TO DO | Locate, in the data below, the line that contains "use crate::miner::coordination::MiningContext;" and the line that contains "nothing to mine"; reproduce exactly those two lines and every line between them, nothing more.

┄┄┄┄┄┄┄┄┄┄┄┄┄┄┄┄┄┄┄┄

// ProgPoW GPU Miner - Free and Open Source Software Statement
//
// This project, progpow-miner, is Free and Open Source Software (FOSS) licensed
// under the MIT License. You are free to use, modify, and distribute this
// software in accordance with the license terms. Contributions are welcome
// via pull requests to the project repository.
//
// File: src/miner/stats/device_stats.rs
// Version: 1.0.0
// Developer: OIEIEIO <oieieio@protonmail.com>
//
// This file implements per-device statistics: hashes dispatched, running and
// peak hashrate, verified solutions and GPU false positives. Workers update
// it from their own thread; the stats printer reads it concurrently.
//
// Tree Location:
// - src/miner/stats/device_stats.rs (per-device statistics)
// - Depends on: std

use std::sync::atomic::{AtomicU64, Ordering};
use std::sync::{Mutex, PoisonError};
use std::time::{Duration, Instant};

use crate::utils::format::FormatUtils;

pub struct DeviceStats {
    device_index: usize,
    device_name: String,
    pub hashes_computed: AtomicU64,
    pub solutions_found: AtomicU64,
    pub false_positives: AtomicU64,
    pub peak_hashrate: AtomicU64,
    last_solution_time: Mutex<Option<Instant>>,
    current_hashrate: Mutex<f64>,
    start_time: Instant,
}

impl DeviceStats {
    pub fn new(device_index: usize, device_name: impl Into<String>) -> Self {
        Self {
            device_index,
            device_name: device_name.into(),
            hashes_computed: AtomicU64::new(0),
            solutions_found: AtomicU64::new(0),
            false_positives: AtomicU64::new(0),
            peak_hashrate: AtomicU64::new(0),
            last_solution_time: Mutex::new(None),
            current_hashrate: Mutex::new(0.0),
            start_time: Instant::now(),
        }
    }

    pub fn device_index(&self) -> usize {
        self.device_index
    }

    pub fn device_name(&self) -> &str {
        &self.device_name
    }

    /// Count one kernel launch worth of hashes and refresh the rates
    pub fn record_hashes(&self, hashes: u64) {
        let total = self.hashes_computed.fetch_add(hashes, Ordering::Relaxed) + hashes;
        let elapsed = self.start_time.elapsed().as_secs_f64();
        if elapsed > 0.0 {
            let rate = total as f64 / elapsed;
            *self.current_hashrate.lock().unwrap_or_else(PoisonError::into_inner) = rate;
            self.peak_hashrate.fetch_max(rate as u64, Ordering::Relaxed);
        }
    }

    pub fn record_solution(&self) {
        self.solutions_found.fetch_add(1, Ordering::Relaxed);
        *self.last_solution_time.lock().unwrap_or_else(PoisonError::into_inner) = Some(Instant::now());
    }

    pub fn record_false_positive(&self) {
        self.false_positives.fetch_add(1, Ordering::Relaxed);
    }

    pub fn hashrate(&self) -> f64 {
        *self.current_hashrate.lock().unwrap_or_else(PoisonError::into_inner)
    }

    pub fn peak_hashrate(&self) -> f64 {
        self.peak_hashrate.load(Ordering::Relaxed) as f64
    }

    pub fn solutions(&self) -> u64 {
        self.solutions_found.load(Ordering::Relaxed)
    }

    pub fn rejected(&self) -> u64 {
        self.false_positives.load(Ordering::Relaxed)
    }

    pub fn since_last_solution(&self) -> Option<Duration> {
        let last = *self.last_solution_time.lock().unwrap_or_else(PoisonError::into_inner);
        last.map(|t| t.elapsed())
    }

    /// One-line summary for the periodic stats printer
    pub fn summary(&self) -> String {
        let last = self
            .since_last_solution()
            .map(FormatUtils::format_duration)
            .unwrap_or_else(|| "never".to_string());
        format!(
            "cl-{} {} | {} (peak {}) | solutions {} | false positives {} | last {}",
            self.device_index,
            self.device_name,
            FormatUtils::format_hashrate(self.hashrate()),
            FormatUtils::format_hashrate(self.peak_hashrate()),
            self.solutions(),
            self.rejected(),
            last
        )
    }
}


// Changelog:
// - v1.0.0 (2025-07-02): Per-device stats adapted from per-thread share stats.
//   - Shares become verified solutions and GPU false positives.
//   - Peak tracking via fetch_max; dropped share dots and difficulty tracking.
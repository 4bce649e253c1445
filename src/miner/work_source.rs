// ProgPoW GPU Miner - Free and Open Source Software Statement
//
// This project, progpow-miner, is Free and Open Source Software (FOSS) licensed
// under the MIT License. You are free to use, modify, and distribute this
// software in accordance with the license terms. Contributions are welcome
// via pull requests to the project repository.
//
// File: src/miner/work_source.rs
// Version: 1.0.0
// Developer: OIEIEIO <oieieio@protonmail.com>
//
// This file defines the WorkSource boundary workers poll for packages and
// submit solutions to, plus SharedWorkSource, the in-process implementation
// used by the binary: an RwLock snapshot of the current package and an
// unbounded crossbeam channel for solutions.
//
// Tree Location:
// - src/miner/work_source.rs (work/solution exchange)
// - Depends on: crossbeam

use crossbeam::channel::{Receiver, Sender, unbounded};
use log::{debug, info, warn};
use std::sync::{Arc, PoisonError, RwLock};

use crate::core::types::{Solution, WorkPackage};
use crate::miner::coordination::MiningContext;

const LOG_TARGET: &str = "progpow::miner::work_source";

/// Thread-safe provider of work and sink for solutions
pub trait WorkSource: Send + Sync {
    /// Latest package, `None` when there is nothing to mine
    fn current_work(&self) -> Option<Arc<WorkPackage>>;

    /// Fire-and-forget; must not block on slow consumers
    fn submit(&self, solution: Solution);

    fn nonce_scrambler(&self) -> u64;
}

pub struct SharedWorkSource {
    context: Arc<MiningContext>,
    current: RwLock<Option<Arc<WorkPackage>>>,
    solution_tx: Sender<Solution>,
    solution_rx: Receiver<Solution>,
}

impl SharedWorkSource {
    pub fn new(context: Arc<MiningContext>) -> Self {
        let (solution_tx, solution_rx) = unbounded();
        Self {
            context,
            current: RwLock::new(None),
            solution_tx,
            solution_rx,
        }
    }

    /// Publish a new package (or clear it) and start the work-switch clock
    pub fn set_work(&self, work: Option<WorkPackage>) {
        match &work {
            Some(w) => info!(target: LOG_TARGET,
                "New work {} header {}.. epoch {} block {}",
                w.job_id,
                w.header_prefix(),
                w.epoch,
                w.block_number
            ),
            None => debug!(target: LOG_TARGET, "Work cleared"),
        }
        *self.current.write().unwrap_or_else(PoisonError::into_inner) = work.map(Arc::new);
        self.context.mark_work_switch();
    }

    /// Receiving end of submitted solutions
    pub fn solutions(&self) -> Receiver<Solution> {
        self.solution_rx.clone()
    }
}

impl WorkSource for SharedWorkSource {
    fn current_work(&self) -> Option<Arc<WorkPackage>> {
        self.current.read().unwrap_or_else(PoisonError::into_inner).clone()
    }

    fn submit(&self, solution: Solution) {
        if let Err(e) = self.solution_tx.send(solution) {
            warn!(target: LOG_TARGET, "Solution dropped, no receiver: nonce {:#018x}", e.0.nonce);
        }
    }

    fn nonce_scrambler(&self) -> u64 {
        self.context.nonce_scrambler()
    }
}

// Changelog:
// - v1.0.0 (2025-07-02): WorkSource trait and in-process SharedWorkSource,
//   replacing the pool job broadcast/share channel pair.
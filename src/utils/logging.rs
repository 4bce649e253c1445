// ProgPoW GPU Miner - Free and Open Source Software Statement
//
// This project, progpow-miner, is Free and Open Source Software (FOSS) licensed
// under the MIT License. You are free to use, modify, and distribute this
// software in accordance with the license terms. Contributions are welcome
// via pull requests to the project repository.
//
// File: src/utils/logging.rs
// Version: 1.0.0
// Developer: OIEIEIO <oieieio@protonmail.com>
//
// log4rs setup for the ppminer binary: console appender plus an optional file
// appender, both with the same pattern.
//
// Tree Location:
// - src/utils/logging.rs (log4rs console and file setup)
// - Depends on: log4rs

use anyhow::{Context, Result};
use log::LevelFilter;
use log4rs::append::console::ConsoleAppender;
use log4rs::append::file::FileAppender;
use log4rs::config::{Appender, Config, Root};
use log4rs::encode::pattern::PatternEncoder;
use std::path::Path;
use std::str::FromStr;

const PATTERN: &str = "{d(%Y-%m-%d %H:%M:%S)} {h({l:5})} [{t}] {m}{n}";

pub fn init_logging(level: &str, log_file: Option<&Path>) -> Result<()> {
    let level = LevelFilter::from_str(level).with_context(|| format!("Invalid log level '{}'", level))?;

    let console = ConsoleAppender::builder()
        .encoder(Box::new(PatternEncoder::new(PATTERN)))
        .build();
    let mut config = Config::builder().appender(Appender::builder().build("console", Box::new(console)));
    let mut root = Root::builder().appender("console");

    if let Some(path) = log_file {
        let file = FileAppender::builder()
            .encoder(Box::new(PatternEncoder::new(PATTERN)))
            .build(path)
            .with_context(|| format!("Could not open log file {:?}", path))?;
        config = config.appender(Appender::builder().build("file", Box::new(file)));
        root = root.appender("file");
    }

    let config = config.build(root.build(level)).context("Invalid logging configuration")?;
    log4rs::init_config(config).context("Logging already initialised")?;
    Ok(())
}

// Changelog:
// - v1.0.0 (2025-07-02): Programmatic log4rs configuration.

┄┄┄┄┄┄┄┄┄┄┄┄┄┄┄┄┄┄┄┄

ANSWER BOX |
use crate::miner::coordination::MiningContext;

const LOG_TARGET: &str = "progpow::miner::work_source";

/// Thread-safe provider of work and sink for solutions
pub trait WorkSource: Send + Sync {
    /// Latest package, `None` when there is nothing to mine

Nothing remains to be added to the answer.